Step 2 -Installing Your FRP Panels

Always use proper eyewear when working. Begin at the bottom of the wall next to the door, leaving 1/4 inch gap for expansion. Use 16 penny nails as spacers between panels. When working around obstructions on walls, use large pieces of cardboard to cut templates around difficult areas. When whole panels no longer fit into remaining spaces, cut panels with a circular saw and a diamond carbide blade, or swivel shears, to correct size and install same as before. Use a jigsaw or rotary tool to cut around electrical outlets and pipes. This joint will be covered by the divider rail molding. Always dry fit your pieces before applying adhesive. Apply adhesive 1/4 inch thick, and spread with a trowel to the back of the panels. Attach panels to wall by hand. Use a laminate roller, and apply even pressure over the entire surface. Remove any adhesive that squeezes out from around the joints.

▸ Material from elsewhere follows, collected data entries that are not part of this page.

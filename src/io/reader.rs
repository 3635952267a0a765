use std::path::{Path, PathBuf};

use image::RgbaImage;
use serde::{Deserialize, Serialize};
use tracing::info;

use crate::error::Result;

/// Metadata captured when the source logo is decoded.
#[derive(Debug, Clone, Serialize, Deserialize)]
pub struct LogoMetadata {
    pub source: PathBuf,
    pub width: u32,
    pub height: u32,
}

/// Decodes a source logo into an RGBA8 buffer and records its metadata.
pub struct LogoReader {
    image: RgbaImage,
    pub metadata: LogoMetadata,
}

impl LogoReader {
    /// Open and decode the image at `path`, converting to RGBA8.
    pub fn open(path: &Path) -> Result<Self> {
        let decoded = image::open(path)?;
        let image = decoded.to_rgba8();
        let (width, height) = image.dimensions();
        info!("Loaded {:?}: {}x{}", path, width, height);

        Ok(LogoReader {
            image,
            metadata: LogoMetadata {
                source: path.to_path_buf(),
                width,
                height,
            },
        })
    }

    pub fn rgba(&self) -> &RgbaImage {
        &self.image
    }

    pub fn metadata(&self) -> &LogoMetadata {
        &self.metadata
    }
}
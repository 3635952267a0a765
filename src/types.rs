//! Shared types and enums used across FAVGEN.
//! Includes the background-reference and compositing policies, the asset
//! manifest types, and a small RGB triple used by the chroma-key pass.
use clap::ValueEnum;
use serde::{Deserialize, Serialize};

/// Reference color used when deciding whether a pixel is background.
#[derive(Copy, Clone, PartialEq, Eq, PartialOrd, Ord, ValueEnum, Debug, Serialize, Deserialize)]
pub enum BackgroundRef {
    /// Fixed black reference; with the default threshold this keys out
    /// every uniformly dark pixel.
    Dark,
    /// Sample the top-left corner pixel of the (cropped) source.
    Corner,
}

impl std::fmt::Display for BackgroundRef {
    fn fmt(&self, f: &mut std::fmt::Formatter<'_>) -> std::fmt::Result {
        match self {
            BackgroundRef::Dark => write!(f, "Dark"),
            BackgroundRef::Corner => write!(f, "Corner"),
        }
    }
}

/// How the favicon-sized assets are composited before resizing.
/// The full-size reference logo always keeps its transparency.
#[derive(Copy, Clone, PartialEq, Eq, PartialOrd, Ord, ValueEnum, Debug, Serialize, Deserialize)]
pub enum Compositing {
    /// Keep the keyed alpha channel in every output.
    Transparent,
    /// Flatten the favicon set onto an opaque white canvas for better
    /// visibility in browser tabs.
    FlattenWhite,
}

impl std::fmt::Display for Compositing {
    fn fmt(&self, f: &mut std::fmt::Formatter<'_>) -> std::fmt::Result {
        match self {
            Compositing::Transparent => write!(f, "Transparent"),
            Compositing::FlattenWhite => write!(f, "FlattenWhite"),
        }
    }
}

/// Container format of a single exported asset.
#[derive(Copy, Clone, PartialEq, Eq, PartialOrd, Ord, Debug, Serialize, Deserialize)]
pub enum AssetKind {
    Png,
    /// Multi-resolution icon container (embeds 16x16 and 32x32 renditions).
    Ico,
}

impl std::fmt::Display for AssetKind {
    fn fmt(&self, f: &mut std::fmt::Formatter<'_>) -> std::fmt::Result {
        match self {
            AssetKind::Png => write!(f, "PNG"),
            AssetKind::Ico => write!(f, "ICO"),
        }
    }
}

/// One entry of the export manifest: filename, square target size, format.
#[derive(Copy, Clone, PartialEq, Eq, Debug)]
pub struct AssetSpec {
    pub filename: &'static str,
    pub size: u32,
    pub kind: AssetKind,
}

/// An RGB triple, channel order R, G, B.
#[derive(Copy, Clone, PartialEq, Eq, Debug, Serialize, Deserialize)]
pub struct Rgb {
    pub r: u8,
    pub g: u8,
    pub b: u8,
}

impl Rgb {
    pub const BLACK: Rgb = Rgb { r: 0, g: 0, b: 0 };
    pub const WHITE: Rgb = Rgb {
        r: 255,
        g: 255,
        b: 255,
    };

    pub fn new(r: u8, g: u8, b: u8) -> Self {
        Rgb { r, g, b }
    }
}

impl std::fmt::Display for Rgb {
    fn fmt(&self, f: &mut std::fmt::Formatter<'_>) -> std::fmt::Result {
        write!(f, "({}, {}, {})", self.r, self.g, self.b)
    }
}
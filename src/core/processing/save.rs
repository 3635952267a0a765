use std::path::{Path, PathBuf};

use image::RgbaImage;
use tracing::info;

use crate::core::params::{ICO_EMBEDDED_SIZES, LOGO_FILENAME};
use crate::core::processing::flatten::flatten_onto_white;
use crate::core::processing::resize::resize_rgba_image;
use crate::error::Result;
use crate::io::writers::ico::write_multires_ico;
use crate::io::writers::png::write_rgba_png;
use crate::types::{AssetKind, AssetSpec, Compositing};

/// Export the full asset set for a processed (cropped + keyed) logo.
///
/// Always writes the full-size transparent `logo.png` first, then each
/// manifest entry. With `Compositing::FlattenWhite` the favicon set is
/// composited over white before resizing; the reference logo keeps its
/// alpha either way. Returns the written paths in manifest order.
pub fn export_asset_set(
    logo: &RgbaImage,
    output_dir: &Path,
    assets: &[AssetSpec],
    compositing: Compositing,
) -> Result<Vec<PathBuf>> {
    std::fs::create_dir_all(output_dir)?;

    let mut written = Vec::with_capacity(assets.len() + 1);

    let logo_path = output_dir.join(LOGO_FILENAME);
    let (cols, rows) = logo.dimensions();
    write_rgba_png(&logo_path, cols, rows, logo.as_raw())?;
    info!("Created: {:?}", logo_path);
    written.push(logo_path);

    let favicon_base = match compositing {
        Compositing::Transparent => logo.clone(),
        Compositing::FlattenWhite => flatten_onto_white(logo),
    };

    for asset in assets {
        let path = output_dir.join(asset.filename);
        match asset.kind {
            AssetKind::Png => {
                let resized = resize_rgba_image(&favicon_base, asset.size)?;
                write_rgba_png(&path, asset.size, asset.size, resized.as_raw())?;
            }
            AssetKind::Ico => {
                let mut entries = Vec::with_capacity(ICO_EMBEDDED_SIZES.len());
                for &size in ICO_EMBEDDED_SIZES {
                    let resized = resize_rgba_image(&favicon_base, size)?;
                    entries.push((size, resized.into_raw()));
                }
                write_multires_ico(&path, &entries)?;
            }
        }
        info!("Created: {:?}", path);
        written.push(path);
    }

    Ok(written)
}

#[cfg(test)]
mod tests {
    use super::*;
    use crate::core::params::DEFAULT_ASSETS;
    use image::Rgba;

    #[test]
    fn all_manifest_files_are_written() {
        let dir = tempfile::tempdir().unwrap();
        let logo = RgbaImage::from_pixel(64, 64, Rgba([90, 120, 240, 255]));

        let written =
            export_asset_set(&logo, dir.path(), DEFAULT_ASSETS, Compositing::Transparent)
                .unwrap();

        assert_eq!(written.len(), DEFAULT_ASSETS.len() + 1);
        for path in &written {
            assert!(path.exists(), "missing {:?}", path);
        }
    }

    #[test]
    fn png_assets_have_manifest_dimensions() {
        let dir = tempfile::tempdir().unwrap();
        let logo = RgbaImage::from_pixel(64, 64, Rgba([90, 120, 240, 255]));

        export_asset_set(&logo, dir.path(), DEFAULT_ASSETS, Compositing::FlattenWhite).unwrap();

        for asset in DEFAULT_ASSETS {
            if asset.kind == AssetKind::Png {
                let img = image::open(dir.path().join(asset.filename)).unwrap();
                assert_eq!(
                    (img.width(), img.height()),
                    (asset.size, asset.size),
                    "{}",
                    asset.filename
                );
            }
        }
    }

    #[test]
    fn ico_container_embeds_both_renditions() {
        let dir = tempfile::tempdir().unwrap();
        let logo = RgbaImage::from_pixel(64, 64, Rgba([90, 120, 240, 255]));

        export_asset_set(&logo, dir.path(), DEFAULT_ASSETS, Compositing::Transparent).unwrap();

        let file = std::fs::File::open(dir.path().join("favicon.ico")).unwrap();
        let icon_dir = ico::IconDir::read(file).unwrap();
        let mut sizes: Vec<u32> = icon_dir.entries().iter().map(|e| e.width()).collect();
        sizes.sort_unstable();
        assert_eq!(sizes, vec![16, 32]);
    }

    #[test]
    fn flatten_white_makes_favicons_opaque() {
        let dir = tempfile::tempdir().unwrap();
        // Fully transparent logo: flattened favicons must come out white
        let logo = RgbaImage::from_pixel(64, 64, Rgba([10, 10, 10, 0]));

        export_asset_set(&logo, dir.path(), DEFAULT_ASSETS, Compositing::FlattenWhite).unwrap();

        let img = image::open(dir.path().join("favicon-32x32.png"))
            .unwrap()
            .to_rgba8();
        for pixel in img.pixels() {
            assert_eq!(pixel.0, [255, 255, 255, 255]);
        }

        // The reference logo keeps its transparency regardless of policy
        let logo_out = image::open(dir.path().join(LOGO_FILENAME)).unwrap().to_rgba8();
        assert_eq!(logo_out.get_pixel(0, 0).0[3], 0);
    }
}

Step 3 - Installing Moldings

Cut your moldings, if needed, and apply them with adhesive, screws or finish nails. Always pre-drill for any nails or screws. For a complete waterproof application, use silicone caulk between all joints, before installing molding or divider rails. You can also add a bead of silicone to the hole before screwing or using rivets. Let the silicone dry completely, and cut away any excess for a clean look.